The recently isolated gene PRKX encodes a novel type of human protein kinase closely related to the cAMP-dependent protein kinase (cAPK). The hydrophilic protein of about 41 kDa is called Protein Kinase X (Prkx) because the gene is located on the short arm of the human X-chromosome (Klink et al. 1995). It has a striking sequence similarity to the DC2 protein kinase from Drosophila melanogaster (62.3% identity in the conserved catalytic core region) and has a lower similarity to the catalytic subunits of lower organisms like that of Ascaris suum (53.5% identity) and Caenorhabditis elegans (51.1%). These protein kinases differ from the “classical” CAMP-dependent protein kinases (cAPKs) by their isoelectric points and the lengths of their branches in the phylogenetic tree (table 1, figure 1).

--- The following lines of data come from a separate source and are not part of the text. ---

//! Catalog products.
//!
//! # Actor Framework
//! [`Product`] implements the [`ActorEntity`](crate::framework::ActorEntity) trait,
//! allowing it to be managed by a [`ResourceActor`](crate::framework::ResourceActor).
//!
//! See [`impl ActorEntity for Product`](#impl-ActorEntity-for-Product) for details on:
//! - Creation parameters ([`ProductCreate`])
//! - Listing filters ([`ProductFilter`])
//! - Custom actions ([`ProductAction`](crate::product_actor::ProductAction))
use serde::{Deserialize, Serialize};

use crate::framework::EntityId;
use std::fmt::Display;

/// Type-safe identifier for Products.
#[derive(
    Debug, Clone, Copy, PartialEq, Eq, PartialOrd, Ord, Hash, Serialize, Deserialize,
)]
#[serde(transparent)]
pub struct ProductId(pub u32);

impl From<u32> for ProductId {
    fn from(id: u32) -> Self {
        Self(id)
    }
}

impl Display for ProductId {
    fn fmt(&self, f: &mut std::fmt::Formatter<'_>) -> std::fmt::Result {
        write!(f, "{}", self.0)
    }
}

impl EntityId for ProductId {
    fn from_sequence(seq: u32) -> Option<Self> {
        Some(Self(seq))
    }
}

#[derive(Debug, Clone, PartialEq, Eq, Serialize, Deserialize)]
pub struct Product {
    pub id: ProductId,
    pub name: String,
    pub description: String,
    /// Unit price in the smallest currency unit.
    pub price: u64,
    pub category: String,
    pub stock: u32,
    pub image_url: String,
}

impl Product {
    /// Builds a product from its creation payload and final id.
    pub fn new(id: ProductId, params: ProductCreate) -> Self {
        Self {
            id,
            name: params.name,
            description: params.description,
            price: params.price,
            category: params.category,
            stock: params.stock,
            image_url: params.image_url,
        }
    }
}

/// DTO for Product creation.
///
/// Leave `id` as `None` (or `Some(ProductId(0))`) to let the catalog assign
/// the next free id.
#[derive(Debug, Clone, Default, Serialize, Deserialize)]
pub struct ProductCreate {
    #[serde(default)]
    pub id: Option<ProductId>,
    pub name: String,
    pub description: String,
    pub price: u64,
    pub category: String,
    pub stock: u32,
    pub image_url: String,
}

/// Predicate for catalog listings.
#[derive(Debug, Clone, PartialEq, Eq)]
pub enum ProductFilter {
    /// Exact, case-sensitive category match. An empty category matches everything.
    Category(String),
    /// Case-insensitive substring match against name or description.
    ///
    /// Build it with [`ProductFilter::search`] so the needle is already folded.
    Search(String),
}

impl ProductFilter {
    pub fn category(category: impl Into<String>) -> Self {
        Self::Category(category.into())
    }

    pub fn search(query: &str) -> Self {
        Self::Search(query.to_lowercase())
    }

    /// Whether `product` belongs in a listing with this filter.
    pub fn accepts(&self, product: &Product) -> bool {
        match self {
            Self::Category(category) => category.is_empty() || &product.category == category,
            Self::Search(needle) => {
                product.name.to_lowercase().contains(needle.as_str())
                    || product.description.to_lowercase().contains(needle.as_str())
            }
        }
    }
}

#[cfg(test)]
mod tests {
    use super::*;

    fn phone() -> Product {
        Product::new(
            ProductId(1),
            ProductCreate {
                name: "iPhone 15 Pro".into(),
                description: "Latest iPhone".into(),
                price: 1_200_000,
                category: "electronics".into(),
                stock: 50,
                ..Default::default()
            },
        )
    }

    #[test]
    fn test_category_filter_is_exact_and_empty_matches_all() {
        assert!(ProductFilter::category("").accepts(&phone()));
        assert!(ProductFilter::category("electronics").accepts(&phone()));
        assert!(!ProductFilter::category("Electronics").accepts(&phone()));
        assert!(!ProductFilter::category("shoes").accepts(&phone()));
    }

    #[test]
    fn test_search_filter_folds_case_on_both_sides() {
        assert!(ProductFilter::search("IPHONE").accepts(&phone()));
        assert!(ProductFilter::search("latest").accepts(&phone()));
        assert!(!ProductFilter::search("galaxy").accepts(&phone()));
    }

    #[test]
    fn test_product_id_displays_bare_number() {
        assert_eq!(ProductId(42).to_string(), "42");
        assert_eq!(ProductId::from_sequence(7), Some(ProductId(7)));
    }
}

Most residues important for substrate recognition and binding of the regulatory subunits RI and RII are identical comparing the catalytic subunit of cAMP-dependent protein kinase alpha (Adams and Taylor 1993; Grant et a1.1996) and Protein Kinase X. The core region of the kinase is also highly conserved whereas the N-terminus is totally different. The N-terminus of Protein Kinase X contains a putative binding motif for WW-domains, which is a proline-rich region called PY-motif (Macias et al. 1996), that might be important for regulation or subcellular localization. Northern blot analysis with different subfragments, of cDNA clones indicates a widespread expression with the highest level of expression observed in fetal and adult brain, kidney and lung and low levels of expression in all other tested tissues (Klink et al. 1995). Prkx was expressed in E. coli using several different expression systems.